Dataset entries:
╔══
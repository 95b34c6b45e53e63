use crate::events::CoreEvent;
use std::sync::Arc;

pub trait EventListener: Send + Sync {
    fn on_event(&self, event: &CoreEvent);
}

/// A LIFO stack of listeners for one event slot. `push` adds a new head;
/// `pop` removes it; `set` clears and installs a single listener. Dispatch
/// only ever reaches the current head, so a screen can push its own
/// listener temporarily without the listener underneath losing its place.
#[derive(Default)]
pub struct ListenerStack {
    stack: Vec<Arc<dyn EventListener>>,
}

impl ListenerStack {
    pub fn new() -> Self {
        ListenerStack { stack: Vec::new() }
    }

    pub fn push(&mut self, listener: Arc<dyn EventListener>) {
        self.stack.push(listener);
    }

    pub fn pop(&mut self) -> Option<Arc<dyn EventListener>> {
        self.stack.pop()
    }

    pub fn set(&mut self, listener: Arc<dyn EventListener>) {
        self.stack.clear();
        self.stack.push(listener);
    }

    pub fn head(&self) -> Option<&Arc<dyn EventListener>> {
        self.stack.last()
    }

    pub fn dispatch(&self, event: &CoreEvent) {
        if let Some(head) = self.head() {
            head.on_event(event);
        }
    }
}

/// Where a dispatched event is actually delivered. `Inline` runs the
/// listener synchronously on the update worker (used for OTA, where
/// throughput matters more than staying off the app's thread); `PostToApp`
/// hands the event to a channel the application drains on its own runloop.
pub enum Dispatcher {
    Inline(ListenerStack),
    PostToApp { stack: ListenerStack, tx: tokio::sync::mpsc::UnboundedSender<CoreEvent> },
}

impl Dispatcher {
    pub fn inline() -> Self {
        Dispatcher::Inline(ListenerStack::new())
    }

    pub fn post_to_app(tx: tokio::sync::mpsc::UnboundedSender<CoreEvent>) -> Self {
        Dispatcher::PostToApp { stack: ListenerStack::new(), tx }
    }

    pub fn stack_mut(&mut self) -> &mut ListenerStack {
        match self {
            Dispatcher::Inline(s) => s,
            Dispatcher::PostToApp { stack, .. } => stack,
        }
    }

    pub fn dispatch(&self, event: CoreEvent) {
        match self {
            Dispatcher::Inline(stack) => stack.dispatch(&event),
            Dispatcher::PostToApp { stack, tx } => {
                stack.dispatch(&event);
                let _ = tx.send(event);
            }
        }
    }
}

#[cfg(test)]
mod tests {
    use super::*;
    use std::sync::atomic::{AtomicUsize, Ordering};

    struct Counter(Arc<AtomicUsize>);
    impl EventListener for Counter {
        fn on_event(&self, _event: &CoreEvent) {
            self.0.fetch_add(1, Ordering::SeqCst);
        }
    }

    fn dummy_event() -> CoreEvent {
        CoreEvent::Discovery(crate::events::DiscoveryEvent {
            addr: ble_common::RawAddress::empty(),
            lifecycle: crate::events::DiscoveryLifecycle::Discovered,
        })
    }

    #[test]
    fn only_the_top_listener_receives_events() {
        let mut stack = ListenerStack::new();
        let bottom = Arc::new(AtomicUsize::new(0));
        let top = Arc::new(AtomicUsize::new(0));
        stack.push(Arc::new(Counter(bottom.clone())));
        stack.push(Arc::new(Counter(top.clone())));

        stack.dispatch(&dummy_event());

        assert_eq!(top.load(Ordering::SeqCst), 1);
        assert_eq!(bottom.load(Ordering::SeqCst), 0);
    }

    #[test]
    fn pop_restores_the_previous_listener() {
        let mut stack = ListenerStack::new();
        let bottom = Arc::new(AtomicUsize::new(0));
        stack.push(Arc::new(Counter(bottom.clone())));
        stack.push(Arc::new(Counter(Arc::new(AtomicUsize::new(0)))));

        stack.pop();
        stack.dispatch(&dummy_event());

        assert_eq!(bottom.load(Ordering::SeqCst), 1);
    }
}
╚══
╔══
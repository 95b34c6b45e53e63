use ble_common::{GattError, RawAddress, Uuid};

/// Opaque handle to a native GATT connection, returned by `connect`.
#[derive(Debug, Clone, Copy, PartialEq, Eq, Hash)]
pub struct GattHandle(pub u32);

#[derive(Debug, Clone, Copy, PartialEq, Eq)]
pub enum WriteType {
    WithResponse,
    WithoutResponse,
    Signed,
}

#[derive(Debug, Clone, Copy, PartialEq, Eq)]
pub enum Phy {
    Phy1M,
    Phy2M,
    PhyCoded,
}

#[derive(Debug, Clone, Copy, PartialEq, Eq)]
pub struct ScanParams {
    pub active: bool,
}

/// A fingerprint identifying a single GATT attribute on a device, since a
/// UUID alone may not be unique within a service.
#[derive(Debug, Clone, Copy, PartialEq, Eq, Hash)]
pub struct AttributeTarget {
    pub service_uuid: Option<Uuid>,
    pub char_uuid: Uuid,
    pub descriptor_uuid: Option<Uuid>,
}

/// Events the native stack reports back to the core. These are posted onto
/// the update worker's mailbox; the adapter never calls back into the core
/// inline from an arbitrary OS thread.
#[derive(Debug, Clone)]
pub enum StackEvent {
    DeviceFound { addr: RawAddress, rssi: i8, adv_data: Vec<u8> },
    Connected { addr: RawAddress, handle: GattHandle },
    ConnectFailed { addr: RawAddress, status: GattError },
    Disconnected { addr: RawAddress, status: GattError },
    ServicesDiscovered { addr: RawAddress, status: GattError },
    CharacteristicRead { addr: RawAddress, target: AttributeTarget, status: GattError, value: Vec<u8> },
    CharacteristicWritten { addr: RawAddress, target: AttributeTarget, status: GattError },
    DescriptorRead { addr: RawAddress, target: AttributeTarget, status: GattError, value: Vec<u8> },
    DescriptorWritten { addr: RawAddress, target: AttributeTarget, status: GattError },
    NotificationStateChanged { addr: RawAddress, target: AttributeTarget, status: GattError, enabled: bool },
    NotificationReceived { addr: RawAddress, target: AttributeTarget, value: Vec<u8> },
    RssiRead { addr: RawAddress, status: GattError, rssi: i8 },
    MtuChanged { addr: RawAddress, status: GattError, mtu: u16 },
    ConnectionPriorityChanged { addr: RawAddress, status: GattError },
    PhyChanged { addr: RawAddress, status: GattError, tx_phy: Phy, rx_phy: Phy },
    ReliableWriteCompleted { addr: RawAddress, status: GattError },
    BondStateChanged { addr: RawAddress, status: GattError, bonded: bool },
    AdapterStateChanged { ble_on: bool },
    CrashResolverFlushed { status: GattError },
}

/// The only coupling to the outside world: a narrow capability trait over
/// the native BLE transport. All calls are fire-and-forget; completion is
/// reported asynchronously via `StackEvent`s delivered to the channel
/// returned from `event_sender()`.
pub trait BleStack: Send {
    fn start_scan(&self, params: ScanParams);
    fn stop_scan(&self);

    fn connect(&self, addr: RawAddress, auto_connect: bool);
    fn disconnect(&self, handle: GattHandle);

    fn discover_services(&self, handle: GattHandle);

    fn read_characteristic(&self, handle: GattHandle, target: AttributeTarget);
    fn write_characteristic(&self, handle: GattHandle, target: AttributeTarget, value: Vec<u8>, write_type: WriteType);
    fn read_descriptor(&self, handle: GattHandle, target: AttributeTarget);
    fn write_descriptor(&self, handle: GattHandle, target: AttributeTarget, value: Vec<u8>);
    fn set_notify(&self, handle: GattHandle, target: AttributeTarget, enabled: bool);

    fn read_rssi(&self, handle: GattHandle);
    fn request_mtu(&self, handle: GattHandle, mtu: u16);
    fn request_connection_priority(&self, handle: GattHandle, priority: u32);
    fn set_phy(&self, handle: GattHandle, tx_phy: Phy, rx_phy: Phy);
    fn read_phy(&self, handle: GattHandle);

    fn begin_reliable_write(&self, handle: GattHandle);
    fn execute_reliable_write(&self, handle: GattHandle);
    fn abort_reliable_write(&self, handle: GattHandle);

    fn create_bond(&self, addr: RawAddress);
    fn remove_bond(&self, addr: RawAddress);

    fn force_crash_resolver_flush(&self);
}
╚══
╔══
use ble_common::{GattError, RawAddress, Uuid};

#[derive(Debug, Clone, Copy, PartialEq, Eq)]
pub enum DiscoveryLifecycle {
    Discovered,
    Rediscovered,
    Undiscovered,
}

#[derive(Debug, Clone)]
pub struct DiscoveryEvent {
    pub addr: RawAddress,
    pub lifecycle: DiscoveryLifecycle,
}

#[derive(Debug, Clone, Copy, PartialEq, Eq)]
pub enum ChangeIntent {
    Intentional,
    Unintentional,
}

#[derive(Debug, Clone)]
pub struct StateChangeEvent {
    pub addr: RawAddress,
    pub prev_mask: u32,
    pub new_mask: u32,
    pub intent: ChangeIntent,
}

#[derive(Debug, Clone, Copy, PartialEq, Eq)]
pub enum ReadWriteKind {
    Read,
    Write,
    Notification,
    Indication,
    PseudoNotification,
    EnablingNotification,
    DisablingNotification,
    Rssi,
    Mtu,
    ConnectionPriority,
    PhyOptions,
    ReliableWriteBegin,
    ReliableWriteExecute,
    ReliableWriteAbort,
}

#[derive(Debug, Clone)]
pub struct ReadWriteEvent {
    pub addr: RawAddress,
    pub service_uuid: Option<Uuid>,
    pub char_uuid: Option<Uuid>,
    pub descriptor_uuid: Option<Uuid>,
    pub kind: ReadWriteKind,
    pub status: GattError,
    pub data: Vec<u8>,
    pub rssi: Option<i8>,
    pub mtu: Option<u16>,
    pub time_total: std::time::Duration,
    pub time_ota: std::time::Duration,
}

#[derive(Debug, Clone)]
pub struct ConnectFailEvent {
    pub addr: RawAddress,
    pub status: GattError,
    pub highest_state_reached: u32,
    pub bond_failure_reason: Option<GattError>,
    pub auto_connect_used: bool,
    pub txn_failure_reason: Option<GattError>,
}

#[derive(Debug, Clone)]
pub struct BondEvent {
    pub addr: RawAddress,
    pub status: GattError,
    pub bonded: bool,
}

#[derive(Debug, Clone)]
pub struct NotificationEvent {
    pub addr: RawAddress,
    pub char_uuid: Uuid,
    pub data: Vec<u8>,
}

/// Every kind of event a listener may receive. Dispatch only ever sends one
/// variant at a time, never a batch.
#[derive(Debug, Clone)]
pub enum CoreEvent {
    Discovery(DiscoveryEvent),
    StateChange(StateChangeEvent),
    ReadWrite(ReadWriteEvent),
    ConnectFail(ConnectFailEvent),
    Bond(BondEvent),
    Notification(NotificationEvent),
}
╚══
What you should do
Go through the entries and copy each line holding the string "crate".

Exercise result
use crate::events::CoreEvent;
        CoreEvent::Discovery(crate::events::DiscoveryEvent {
            lifecycle: crate::events::DiscoveryLifecycle::Discovered,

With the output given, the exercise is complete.